Je dois au Dr E. Hitschmann la solution d'un autre cas où un vers a été évoqué à plusieurs reprises dans le même endroit, alors que la personne intéressée ignorait la provenance de ce vers et ne voyait pas les rapports qui pouvaient exister entre lui et l'endroit en question.
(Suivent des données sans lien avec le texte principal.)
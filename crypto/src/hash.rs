//! Blake2b-256 digests for every identifier in the DAO.

use blake2::digest::consts::U32;
use blake2::{Blake2b, Digest};
use village_types::Hash32;

type Blake2b256 = Blake2b<U32>;

/// Digest of the concatenation of `parts`, fed to the hasher piecewise.
pub fn hash_parts(parts: &[&[u8]]) -> Hash32 {
    let digest = parts
        .iter()
        .fold(Blake2b256::new(), |hasher, part| hasher.chain_update(part))
        .finalize();
    let mut bytes = [0u8; 32];
    bytes.copy_from_slice(&digest);
    Hash32::new(bytes)
}

pub fn hash_bytes(data: &[u8]) -> Hash32 {
    hash_parts(&[data])
}

/// Word id of a UTF-8 string, used for role ids and description hashes.
pub fn hash_text(text: &str) -> Hash32 {
    hash_bytes(text.as_bytes())
}

#[cfg(test)]
mod tests {
    use super::*;

    #[test]
    fn parts_hash_like_their_concatenation() {
        assert_eq!(hash_parts(&[b"village", b"square"]), hash_bytes(b"villagesquare"));
        assert_ne!(hash_parts(&[b"village"]), hash_bytes(b"villagesquare"));
    }

    #[test]
    fn role_names_map_to_distinct_ids() {
        assert_ne!(hash_text("PROPOSER_ROLE"), hash_text("EXECUTOR_ROLE"));
        assert_eq!(hash_text("PROPOSER_ROLE"), hash_text("PROPOSER_ROLE"));
    }
}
«Le Dr E. raconte: Il y a six ans, je faisais le voyage de Biarritz à Saint-Sébastien. Le chemin de fer passe au-dessus de la Bidassoa qui sépare la France de l'Espagne. Du pont, on a une vue superbe: d'un côté, une large vallée et les Pyrénées; de l'autre côté, une vaste étendue de mer. C'était par une belle et claire journée d'été, tout était inondé de soleil et de lumière, j'étais en vacances, enchanté de me rendre en Espagne, et tout à coup ces vers ont surgi dans ma mémoire: «Aber frei ist schon die Seele, schwebet in dem Meer von Licht [93]
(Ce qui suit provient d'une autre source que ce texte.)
//! The VillageSquare lock controller (timelock).
//!
//! Holds a capability table of roles (proposer, executor, canceller, admin)
//! and a delay gate: operations are scheduled with at least `min_delay`
//! seconds of notice and run all-or-nothing once ready. The controller is
//! always its own admin, so once the deployer's admin role is revoked, roles
//! and the delay can only change through an operation executed by itself.

pub mod controller;
pub mod error;
pub mod operation;
pub mod roles;

pub use controller::{
    CallExecuted, CallScheduled, Cancelled, LockController, MinDelayChange, TimelockCall,
};
pub use error::TimelockError;
pub use operation::{hash_operation, hash_operation_batch, Call, OperationState, DONE_TIMESTAMP};
pub use roles::{Role, RoleGranted, RoleRevoked, RoleTable};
Je me rappelle avoir alors cherché, mais en vain, le poème dont ces vers faisaient partie. Étant donné le rythme, il s'agissait certainement de vers, mais impossible de me rappeler où je les avais lus. Comme ils me sont depuis revenus, à plusieurs reprises, à la mémoire, je me rappelle avoir interrogé à ce sujet plusieurs personnes qui n'ont pu me renseigner.
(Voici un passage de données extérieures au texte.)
//! Deployment configuration with TOML file support and `.env`-style
//! environment overrides.

use serde::{Deserialize, Serialize};
use std::path::Path;

use village_governance::GovernorSettings;
use village_types::{Amount, NetworkId};

use crate::DeployError;

pub const ENV_NETWORK: &str = "VILLAGE_NETWORK";
pub const ENV_RPC_URL: &str = "VILLAGE_RPC_URL";
pub const ENV_PRIVATE_KEY: &str = "PRIVATE_KEY";
pub const ENV_EXPLORER_API_KEY: &str = "ETHERSCAN_API_KEY";

/// Configuration for one deployment run.
///
/// Can be loaded from a TOML file via [`DeployConfig::from_toml_file`] or
/// built programmatically (e.g. for tests). Every field has a default, so an
/// empty file is a valid development configuration.
#[derive(Clone, Debug, Serialize, Deserialize)]
pub struct DeployConfig {
    /// Which network to deploy to.
    #[serde(default = "default_network")]
    pub network: NetworkId,

    /// JSON-RPC endpoint of a live network.
    #[serde(default)]
    pub rpc_url: Option<String>,

    /// Signer key. Never written back out.
    #[serde(default, skip_serializing)]
    pub private_key: Option<String>,

    /// Block explorer API key; enables source verification on live networks.
    #[serde(default, skip_serializing)]
    pub explorer_api_key: Option<String>,

    /// Blocks to wait after each deployment (defaults per network).
    #[serde(default)]
    pub block_confirmations: Option<u64>,

    /// Timestamp of the development chain's genesis block.
    #[serde(default = "default_genesis_timestamp")]
    pub genesis_timestamp: u64,

    #[serde(default = "default_token_name")]
    pub token_name: String,

    #[serde(default = "default_token_symbol")]
    pub token_symbol: String,

    /// Governance tokens minted to the deployer, in whole tokens.
    #[serde(default = "default_initial_supply")]
    pub initial_supply: u64,

    /// Lock controller minimum delay in seconds.
    #[serde(default = "default_min_delay")]
    pub min_delay: u64,

    /// Blocks between proposal and snapshot.
    #[serde(default = "default_voting_delay")]
    pub voting_delay: u64,

    /// Blocks a vote stays open.
    #[serde(default = "default_voting_period")]
    pub voting_period: u64,

    #[serde(default = "default_quorum_percentage")]
    pub quorum_percentage: u64,

    /// Votes needed to propose, in whole tokens.
    #[serde(default)]
    pub proposal_threshold: u64,

    /// Log format: "human" or "json".
    #[serde(default = "default_log_format")]
    pub log_format: String,

    /// Log level filter: "trace", "debug", "info", "warn", "error".
    #[serde(default = "default_log_level")]
    pub log_level: String,
}

// ── Serde default helpers ──────────────────────────────────────────────

fn default_network() -> NetworkId {
    NetworkId::Hardhat
}

fn default_genesis_timestamp() -> u64 {
    1_700_000_000
}

fn default_token_name() -> String {
    "Cowries".to_string()
}

fn default_token_symbol() -> String {
    "CWR".to_string()
}

fn default_initial_supply() -> u64 {
    1_000_000
}

fn default_min_delay() -> u64 {
    3_600
}

fn default_voting_delay() -> u64 {
    1
}

fn default_voting_period() -> u64 {
    5
}

fn default_quorum_percentage() -> u64 {
    4
}

fn default_log_format() -> String {
    "human".to_string()
}

fn default_log_level() -> String {
    "info".to_string()
}

// ── Impl ───────────────────────────────────────────────────────────────

impl DeployConfig {
    /// Configuration for `network` with every other field defaulted.
    pub fn for_network(network: NetworkId) -> Self {
        Self {
            network,
            ..Self::default()
        }
    }

    /// Load configuration from a TOML file.
    pub fn from_toml_file(path: impl AsRef<Path>) -> Result<Self, DeployError> {
        let path = path.as_ref();
        let content = std::fs::read_to_string(path)
            .map_err(|e| DeployError::Config(format!("{}: {e}", path.display())))?;
        Self::from_toml_str(&content)
    }

    /// Parse configuration from a TOML string.
    pub fn from_toml_str(s: &str) -> Result<Self, DeployError> {
        toml::from_str(s).map_err(|e| DeployError::Config(e.to_string()))
    }

    /// Serialize the configuration to a TOML string. Secrets are omitted.
    pub fn to_toml_string(&self) -> String {
        toml::to_string_pretty(self).expect("DeployConfig is always serializable to TOML")
    }

    /// Apply overrides from the process environment.
    pub fn apply_env(&mut self) -> Result<(), DeployError> {
        self.apply_overrides(|key| std::env::var(key).ok())
    }

    /// Apply overrides from `lookup`; empty values are ignored.
    pub fn apply_overrides<F>(&mut self, lookup: F) -> Result<(), DeployError>
    where
        F: Fn(&str) -> Option<String>,
    {
        let get = |key: &str| lookup(key).filter(|v| !v.trim().is_empty());
        if let Some(network) = get(ENV_NETWORK) {
            self.network = network
                .parse()
                .map_err(|e| DeployError::Config(format!("{ENV_NETWORK}: {e}")))?;
        }
        if let Some(url) = get(ENV_RPC_URL) {
            self.rpc_url = Some(url);
        }
        if let Some(key) = get(ENV_PRIVATE_KEY) {
            self.private_key = Some(key);
        }
        if let Some(key) = get(ENV_EXPLORER_API_KEY) {
            self.explorer_api_key = Some(key);
        }
        Ok(())
    }

    /// Blocks to mine after each deployment transaction.
    pub fn confirmations(&self) -> u64 {
        self.block_confirmations
            .unwrap_or_else(|| self.network.default_confirmations())
            .max(1)
    }

    /// Source verification runs on live networks with an explorer key.
    pub fn should_verify(&self) -> bool {
        !self.network.is_development() && self.explorer_api_key.is_some()
    }

    pub fn initial_supply_amount(&self) -> Amount {
        Amount::ether(u128::from(self.initial_supply))
    }

    pub fn governor_settings(&self) -> GovernorSettings {
        GovernorSettings {
            voting_delay: self.voting_delay,
            voting_period: self.voting_period,
            proposal_threshold: Amount::ether(u128::from(self.proposal_threshold)),
            quorum_percentage: u128::from(self.quorum_percentage),
            ..GovernorSettings::default()
        }
    }

    pub fn validate(&self) -> Result<(), DeployError> {
        self.governor_settings()
            .validate()
            .map_err(|e| DeployError::Config(e.to_string()))?;
        if self.initial_supply == 0 {
            return Err(DeployError::Config("initial supply must be positive".into()));
        }
        if !self.network.is_development() && self.private_key.is_none() {
            return Err(DeployError::Config(format!(
                "network {} needs {ENV_PRIVATE_KEY}",
                self.network
            )));
        }
        Ok(())
    }
}

impl Default for DeployConfig {
    fn default() -> Self {
        Self {
            network: default_network(),
            rpc_url: None,
            private_key: None,
            explorer_api_key: None,
            block_confirmations: None,
            genesis_timestamp: default_genesis_timestamp(),
            token_name: default_token_name(),
            token_symbol: default_token_symbol(),
            initial_supply: default_initial_supply(),
            min_delay: default_min_delay(),
            voting_delay: default_voting_delay(),
            voting_period: default_voting_period(),
            quorum_percentage: default_quorum_percentage(),
            proposal_threshold: 0,
            log_format: default_log_format(),
            log_level: default_log_level(),
        }
    }
}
L'année dernière, revenant d'Espagne, je suivais le même trajet. Il faisait nuit noire et il pleuvait. Le visage collé contre la vitre de la portière, je cherchais à discerner l'endroit exact où nous étions par rapport à la station frontière et je constatai que nous traversions le pont de la Bidassoa. Et voilà que les mêmes vers me revinrent à la mémoire, sans que je pusse encore me rappeler à quel poème je les avais empruntés.

Quelques mois plus tard, je tombe par hasard sur les poèmes d'Uhland. J'ouvre le volume, et les premiers vers qui se présentent à ma vue sont: «Aber frei ist schon die Seele, schwebet in dem Meer von Licht», par lesquels se termine un poème intitulé. Der Waller. Je relis le poème et me souviens vaguement l'avoir autrefois appris par cœur. L'action se passe en Espagne – c'est là, me semble-t-il, le seul rapport qui existe entre les vers cités et l'endroit où ils me sont revenus à la mémoire. Peu satisfait de ma découverte, je continue à feuilleter machinalement le livre. Les vers en question occupaient le bas d'une page. En retournant cette page, je tombe sur un poème intitulé: Le pont de la Bidassoa.